Remix.run Logo
Alifatisk 14 hours ago

I like the new design, however, I strongly believe the website could've been optimized further and used much less JS. Opening the website with JS turned off makes the code examples not load and the front page freezes as "0%" loading.

What does it do exactly? It just fetches[1] to another part of site and retrieves static text[2] to be displayed. This part could've been kept as part of the html, no need for this artificial loading. It's not a webapp, it's a website.

1. https://www.ruby-lang.org/javascripts/try-ruby-examples.js

2. https://www.ruby-lang.org/en/examples/i_love_ruby

In this day and age, it is possible to have an appealing, responsive, lightweight website with no JS (maybe except for darkmode toggle).

lelandfe 13 hours ago | parent | next [-]

> used much less JS

The homepage loads 9.7kB of JS. Navigating to every single link in the main nav results in no additional JS being loaded.

The site is fine.

spiralganglion 10 hours ago | parent | next [-]

This page doesn't need JS. It doesn't need a loading indicator for said JS. It could just be html and css, otherwise unchanged.

satvikpendem 9 hours ago | parent | next [-]

Sometimes people want things we don't need. It doesn't need Javascript but it allows certain nice to have features, like instantaneous page loads.

Alifatisk 9 hours ago | parent [-]

> it allows certain nice to have features, like instantaneous page loads

Right, but I do not think this is the case here

10 hours ago | parent | prev [-]
[deleted]
self_awareness 5 hours ago | parent | prev [-]

Home pages: Ruby 4.3mb, Python 1.3mb, java.com 2.1mb, raku.org 360kb, typescript 2.1mb

lelandfe 4 hours ago | parent [-]

Yeah but them's highway miles. I have much less care about a site loading images than the stuff that makes the mobile nav work. Images are pretty!

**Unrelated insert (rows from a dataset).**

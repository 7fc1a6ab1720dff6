use serenity::all::{
    CommandInteraction, CommandOptionType, CreateCommand, CreateCommandOption,
    EditInteractionResponse, ResolvedOption, ResolvedValue,
};
use serenity::model::channel::Message;
use serenity::prelude::Context;

use crate::api::yahoo::{Interval, Range};
use crate::context::BotContext;
use crate::services::stock_service;

/// Parsed arguments of a stock request
#[derive(Debug, Clone, PartialEq)]
pub struct StockRequest {
    pub ticker: String,
    pub range: Range,
    pub interval: Interval,
}

impl StockRequest {
    pub fn parse(ticker: &str, range: Option<&str>, interval: Option<&str>) -> Result<Self, String> {
        let range = match range {
            Some(r) => r.parse::<Range>().map_err(|e| format!("❌ {}", e))?,
            None => Range::default(),
        };
        let interval = match interval {
            Some(i) => i.parse::<Interval>().map_err(|e| format!("❌ {}", e))?,
            None => Interval::default(),
        };

        Ok(Self {
            ticker: ticker.to_string(),
            range,
            interval,
        })
    }

    /// `<TICKER> [range] [interval]`
    pub fn from_args(args: &[&str]) -> Result<Self, String> {
        match args {
            [] => Err("❌ Usage: `stock <TICKER> [range] [interval]`".to_string()),
            [ticker] => Self::parse(ticker, None, None),
            [ticker, range] => Self::parse(ticker, Some(*range), None),
            [ticker, range, interval] => Self::parse(ticker, Some(*range), Some(*interval)),
            _ => Err("❌ Too many arguments. Usage: `stock <TICKER> [range] [interval]`".to_string()),
        }
    }
}

pub async fn execute(ctx: &Context, msg: &Message, args: &[&str], bot: &BotContext) -> Result<(), String> {
    tracing::info!("📈 Stock command called by {} with args: {:?}", msg.author.id, args);

    if args.is_empty() || args[0].eq_ignore_ascii_case("help") {
        let prefix = bot.prefix();
        let help_embed = serenity::builder::CreateEmbed::default()
            .title("📈 Stock Command")
            .description("MACD, RSI and moving-average crossover signals for a ticker")
            .field("Usage", format!("`{}stock <TICKER> [range] [interval]`", prefix), false)
            .field("Examples",
                format!("`{p}stock AAPL` (1 month of hourly bars)\n\
                         `{p}stock MSFT 3mo 1d` (3 months of daily bars)\n\
                         `{p}s ^GSPC` (alias)", p = prefix),
                false)
            .field("Ranges", "1d, 5d, 1mo, 3mo, 6mo, 1y", true)
            .field("Intervals", "5m, 15m, 30m, 1h, 1d, 1wk", true)
            .field("Signals",
                "• MACD above its signal line → Buy, below → Sell\n\
                 • RSI above 70 → Overbought, below 30 → Oversold\n\
                 • Short MA crossing the long MA → Bullish / Bearish",
                false)
            .color(0x00ff00);

        msg.channel_id
            .send_message(ctx, serenity::builder::CreateMessage::default().embed(help_embed))
            .await
            .map_err(|e| e.to_string())?;
        return Ok(());
    }

    let request = StockRequest::from_args(args)?;

    if let Err(e) = msg.channel_id.broadcast_typing(&ctx.http).await {
        tracing::warn!("Failed to broadcast typing: {}", e);
    }

    let analysis = stock_service::analyze_ticker(
        &bot.yahoo,
        &bot.settings.indicators,
        &request.ticker,
        request.range,
        request.interval,
    )
    .await
    .map_err(|e| e.to_string())?;

    tracing::info!("✓ Analysed {} ({} points)", analysis.ticker, analysis.points);

    let embed = stock_service::create_stock_embed(&analysis, request.range, request.interval);
    msg.channel_id
        .send_message(ctx, serenity::builder::CreateMessage::default().embed(embed))
        .await
        .map_err(|e| e.to_string())?;

    Ok(())
}

/// `/stock` slash command definition
pub fn register() -> CreateCommand {
    CreateCommand::new("stock")
        .description("Get stock MACD, RSI and MA crossover signals for a ticker")
        .add_option(
            CreateCommandOption::new(CommandOptionType::String, "ticker", "Ticker symbol, e.g. AAPL")
                .required(true),
        )
        .add_option(
            CreateCommandOption::new(CommandOptionType::String, "range", "History to analyse: 1d, 5d, 1mo, 3mo, 6mo, 1y")
                .required(false),
        )
        .add_option(
            CreateCommandOption::new(CommandOptionType::String, "interval", "Bar size: 5m, 15m, 30m, 1h, 1d, 1wk")
                .required(false),
        )
}

fn string_option<'a>(options: &[ResolvedOption<'a>], name: &str) -> Option<&'a str> {
    options.iter().find(|o| o.name == name).and_then(|o| match &o.value {
        ResolvedValue::String(s) => Some(*s),
        _ => None,
    })
}

/// Answer a `/stock` interaction; the response is deferred because the fetch
/// can outlast Discord's three second acknowledgement window
pub async fn run_slash(ctx: &Context, command: &CommandInteraction, bot: &BotContext) -> Result<(), String> {
    let options = command.data.options();
    let ticker = string_option(&options, "ticker").unwrap_or_default();
    tracing::info!("📈 /stock called by {} for '{}'", command.user.id, ticker);

    let request = StockRequest::parse(
        ticker,
        string_option(&options, "range"),
        string_option(&options, "interval"),
    )?;

    command.defer(&ctx.http).await.map_err(|e| e.to_string())?;

    let content = match stock_service::analyze_ticker(
        &bot.yahoo,
        &bot.settings.indicators,
        &request.ticker,
        request.range,
        request.interval,
    )
    .await
    {
        Ok(analysis) => stock_service::format_report(&analysis),
        Err(e) => e.to_string(),
    };

    command
        .edit_response(&ctx.http, EditInteractionResponse::new().content(content))
        .await
        .map_err(|e| e.to_string())?;

    Ok(())
}

#[cfg(test)]
mod tests {
    use super::*;

    #[test]
    fn test_from_args_defaults() {
        let request = StockRequest::from_args(&["aapl"]).unwrap();
        assert_eq!(request.ticker, "aapl");
        assert_eq!(request.range, Range::OneMonth);
        assert_eq!(request.interval, Interval::OneHour);
    }

    #[test]
    fn test_from_args_with_range_and_interval() {
        let request = StockRequest::from_args(&["MSFT", "3mo", "1d"]).unwrap();
        assert_eq!(request.range, Range::ThreeMonths);
        assert_eq!(request.interval, Interval::OneDay);
    }

    #[test]
    fn test_from_args_errors() {
        assert!(StockRequest::from_args(&[]).is_err());
        assert!(StockRequest::from_args(&["AAPL", "1mo", "1h", "extra"]).is_err());
        let err = StockRequest::from_args(&["AAPL", "10y"]).unwrap_err();
        assert!(err.starts_with("❌ Unknown range"), "unexpected error: {}", err);
    }
}
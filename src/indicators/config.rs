use serde::{Deserialize, Serialize};

use super::IndicatorError;

/// Spans and windows for the three indicators
#[derive(Debug, Clone, Copy, PartialEq, Eq, Serialize, Deserialize)]
pub struct IndicatorConfig {
    pub fast_span: usize,
    pub slow_span: usize,
    pub signal_span: usize,
    pub rsi_window: usize,
    pub ma_short_window: usize,
    pub ma_long_window: usize,
}

impl Default for IndicatorConfig {
    fn default() -> Self {
        Self {
            fast_span: 12,
            slow_span: 26,
            signal_span: 9,
            rsi_window: 14,
            ma_short_window: 9,
            ma_long_window: 21,
        }
    }
}

impl IndicatorConfig {
    pub fn validate(&self) -> Result<(), IndicatorError> {
        let sizes = [
            ("fast_span", self.fast_span),
            ("slow_span", self.slow_span),
            ("signal_span", self.signal_span),
            ("rsi_window", self.rsi_window),
            ("ma_short_window", self.ma_short_window),
            ("ma_long_window", self.ma_long_window),
        ];
        if let Some((name, _)) = sizes.iter().find(|(_, size)| *size == 0) {
            return Err(invalid(name, "must be at least 1"));
        }

        if self.fast_span >= self.slow_span {
            return Err(invalid("fast_span", "must be less than slow_span"));
        }
        if self.ma_short_window >= self.ma_long_window {
            return Err(invalid("ma_short_window", "must be less than ma_long_window"));
        }

        Ok(())
    }
}

fn invalid(name: &str, reason: &str) -> IndicatorError {
    IndicatorError::InvalidParameter {
        name: name.to_string(),
        reason: reason.to_string(),
    }
}
use rand::Rng;
use rand::SeedableRng;
use rand_chacha::ChaCha8Rng;

// Seeds drawn when the caller gives none come from [0, SEED_RANGE)
pub const SEED_RANGE: u64 = 10_000;
// Coordinate offsets come from [0, OFFSET_RANGE)
pub const OFFSET_RANGE: u32 = 100_000;

// Offsets for the warp field, drawn after the terrain offsets
#[derive(Debug, Clone, Copy, PartialEq, Eq)]
pub struct WarpOffsets {
    pub x: u32,
    pub y: u32,
}

// Per-request seed material. Owned by a single synthesis call,
// never shared with another request.
#[derive(Debug, Clone, Copy, PartialEq, Eq)]
pub struct SeedState {
    pub seed: u64,
    pub offset_x: u32,
    pub offset_y: u32,
    pub warp: Option<WarpOffsets>,
}

impl SeedState {
    // Resolve `seed` (drawing one if absent) and derive the offsets.
    // The draw order offset_x, offset_y, warp x, warp y is fixed:
    // changing it changes every heightmap for a given seed.
    pub fn derive(seed: Option<u64>, with_warp: bool) -> Self {
        let seed = seed.unwrap_or_else(|| {
            let drawn = rand::thread_rng().gen_range(0..SEED_RANGE);
            log::info!("no seed given, drew seed={}", drawn);
            drawn
        });

        // Fresh stream per request; no global generator is touched
        let mut rng = ChaCha8Rng::seed_from_u64(seed);
        let offset_x = rng.gen_range(0..OFFSET_RANGE);
        let offset_y = rng.gen_range(0..OFFSET_RANGE);
        let warp = with_warp.then(|| WarpOffsets {
            x: rng.gen_range(0..OFFSET_RANGE),
            y: rng.gen_range(0..OFFSET_RANGE),
        });

        Self {
            seed,
            offset_x,
            offset_y,
            warp,
        }
    }

    // Seed for the warp noise field, kept apart from the terrain field's
    pub fn warp_seed(&self) -> u64 {
        self.seed.wrapping_add(42)
    }
}
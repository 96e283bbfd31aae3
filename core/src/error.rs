use thiserror::Error;

#[derive(Debug, Clone, PartialEq, Error)]
pub enum EngineError {
    // Rejected before any computation starts, no partial output
    #[error("invalid parameter `{name}`: {reason}")]
    InvalidParameter { name: &'static str, reason: String },
}

impl EngineError {
    pub(crate) fn invalid(name: &'static str, reason: impl Into<String>) -> Self {
        EngineError::InvalidParameter {
            name,
            reason: reason.into(),
        }
    }
}

pub type Result<T> = std::result::Result<T, EngineError>;
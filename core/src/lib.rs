// heightmap holds the seeded noise, fractal, warp and mask stages
// plus the engine that composes them into a size×size elevation grid
pub mod compositor;
pub mod domain_warp;
pub mod engine;
pub mod error;
pub mod fractal2;
pub mod heightmap;
pub mod mask;
pub mod perlin2;
pub mod profile;
pub mod seed;
pub mod simplex2;
pub mod utils;

pub use domain_warp::DomainWarp2D;
pub use engine::{GeneratedHeightmap, HeightmapEngine};
pub use error::EngineError;
pub use fractal2::Fbm;
pub use heightmap::{Heightmap, HeightmapStats};
pub use mask::island_mask;
pub use perlin2::Perlin2D;
pub use profile::{HeightmapRequest, NoiseKind, Profile};
pub use seed::SeedState;
pub use simplex2::Simplex2D;

// Seeded coherent noise sampled at arbitrary real coordinates.
// Implementations must be continuous, return values in [-1.0, 1.0]
// and give identical output for identical input.
pub trait NoiseField: Send + Sync {
    fn sample(&self, x: f64, y: f64) -> f64;
}

// Build the noise field selected by a profile
pub fn noise_field(kind: NoiseKind, seed: u64) -> Box<dyn NoiseField> {
    match kind {
        NoiseKind::Perlin => Box::new(Perlin2D::new(seed)),
        NoiseKind::Simplex => Box::new(Simplex2D::new(seed)),
    }
}
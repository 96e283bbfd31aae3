mod export;

use std::path::PathBuf;
use std::time::Instant;

use anyhow::{Context, Result, bail};
use clap::{Args, Parser, Subcommand};
use heightmap::{HeightmapEngine, HeightmapRequest, Profile};

use crate::export::{MapRecord, run_batch, write_record};

#[derive(Parser, Debug)]
#[command(name = "heightmap")]
#[command(about = "Synthesize seeded island heightmaps")]
struct Cli {
    #[command(subcommand)]
    command: Command,
}

#[derive(Subcommand, Debug)]
enum Command {
    /// Generate one heightmap
    Generate(GenerateArgs),
    /// Pre-generate a pool of heightmaps with random seeds
    Batch(BatchArgs),
}

#[derive(Args, Debug)]
struct GenerateArgs {
    /// Grid side length; output is size×size
    #[arg(long, default_value = "128")]
    size: usize,

    /// Number of fBm octaves
    #[arg(long, default_value = "4")]
    octaves: u32,

    /// Feature scale (defaults to size / 4)
    #[arg(long)]
    scale: Option<f64>,

    /// Seed; drawn at random and reported when omitted
    #[arg(long)]
    seed: Option<u64>,

    /// Shifts the landmass threshold, positive means more land
    #[arg(long, default_value = "0.0", allow_hyphen_values = true)]
    island_density: f64,

    /// Preset: plain, archipelago or terraced
    #[arg(long, default_value = "archipelago")]
    profile: String,

    /// TOML file overriding the preset
    #[arg(long)]
    profile_file: Option<PathBuf>,

    /// Write the result as JSON
    #[arg(short, long)]
    out: Option<PathBuf>,
}

#[derive(Args, Debug)]
struct BatchArgs {
    /// Number of maps to generate
    #[arg(long, default_value = "5")]
    count: usize,

    #[arg(long, default_value = "128")]
    size: usize,

    #[arg(long, default_value = "4")]
    octaves: u32,

    #[arg(long, default_value = "0.0", allow_hyphen_values = true)]
    island_density: f64,

    /// Directory receiving one JSON file per map
    #[arg(long)]
    out_dir: PathBuf,
}

fn load_profile(preset: &str, file: Option<&PathBuf>) -> Result<Profile> {
    if let Some(path) = file {
        let text = std::fs::read_to_string(path)
            .with_context(|| format!("reading profile {}", path.display()))?;
        let profile: Profile =
            toml::from_str(&text).with_context(|| format!("parsing profile {}", path.display()))?;
        return Ok(profile);
    }
    match Profile::preset(preset) {
        Some(p) => Ok(p),
        None => bail!(
            "unknown profile `{}` (expected plain, archipelago or terraced)",
            preset
        ),
    }
}

fn generate(args: GenerateArgs) -> Result<()> {
    let profile = load_profile(&args.profile, args.profile_file.as_ref())?;
    let mut request = HeightmapRequest::new(args.size, args.octaves)
        .with_island_density(args.island_density)
        .with_profile(profile);
    request.scale = args.scale;
    request.seed = args.seed;

    let start = Instant::now();
    let result = HeightmapEngine::new().generate(&request)?;
    let elapsed = start.elapsed().as_secs_f32();

    let stats = result.heightmap.stats();
    log::info!(
        "generated {}×{} in {:.3}s, seed={}, min={:.3}, max={:.3}, mean={:.3}",
        args.size,
        args.size,
        elapsed,
        result.resolved_seed,
        stats.min,
        stats.max,
        stats.mean
    );
    println!("seed: {}", result.resolved_seed);

    if let Some(path) = args.out {
        let record = MapRecord::new(&request, result);
        write_record(&path, &record)?;
        log::info!("wrote {}", path.display());
    }
    Ok(())
}

fn batch(args: BatchArgs) -> Result<()> {
    let template = HeightmapRequest::new(args.size, args.octaves)
        .with_island_density(args.island_density);
    let written = run_batch(&template, args.count, &args.out_dir)?;
    log::info!("added {} maps to {}", written.len(), args.out_dir.display());
    Ok(())
}

fn main() -> Result<()> {
    env_logger::Builder::from_env(env_logger::Env::default().default_filter_or("info")).init();

    let cli = Cli::parse();
    match cli.command {
        Command::Generate(args) => generate(args),
        Command::Batch(args) => batch(args),
    }
}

For instance, here's Python's 144kB JS-powered homepage mid-load: https://imgur.com/a/OvYVAMS

And theirs doesn't even have any pretty images! That said, Ruby really ought to give those images a compress.

satvikpendem 11 hours ago | parent | prev | next [-]

I like instantaneous page loads after the initial first page load, which is what the JS does here. Hard to do so without it.

bmacho 9 hours ago | parent | next [-]

I don't think that JS does any preloading. When I open the front page and I click somewhere it loads normally for me, and it downloads the whole page content, after my click (desktop, Firefox).

9 hours ago | parent | prev | next [-]
[deleted]
troupo 10 hours ago | parent | prev [-]

wat

bmacho 13 hours ago | parent | prev [-]

Darkmode toggle can be (and usually is) achieved by CSS.

Alifatisk 9 hours ago | parent [-]

And the state of it persist across page loads or tabs?

bmacho 9 hours ago | parent [-]

No. It might, depending on what your browser does, but it's not in the web standard.

But you can have a button that saves your state when you enable javascript, and doesn't save your state (but still works) when you disable javascript.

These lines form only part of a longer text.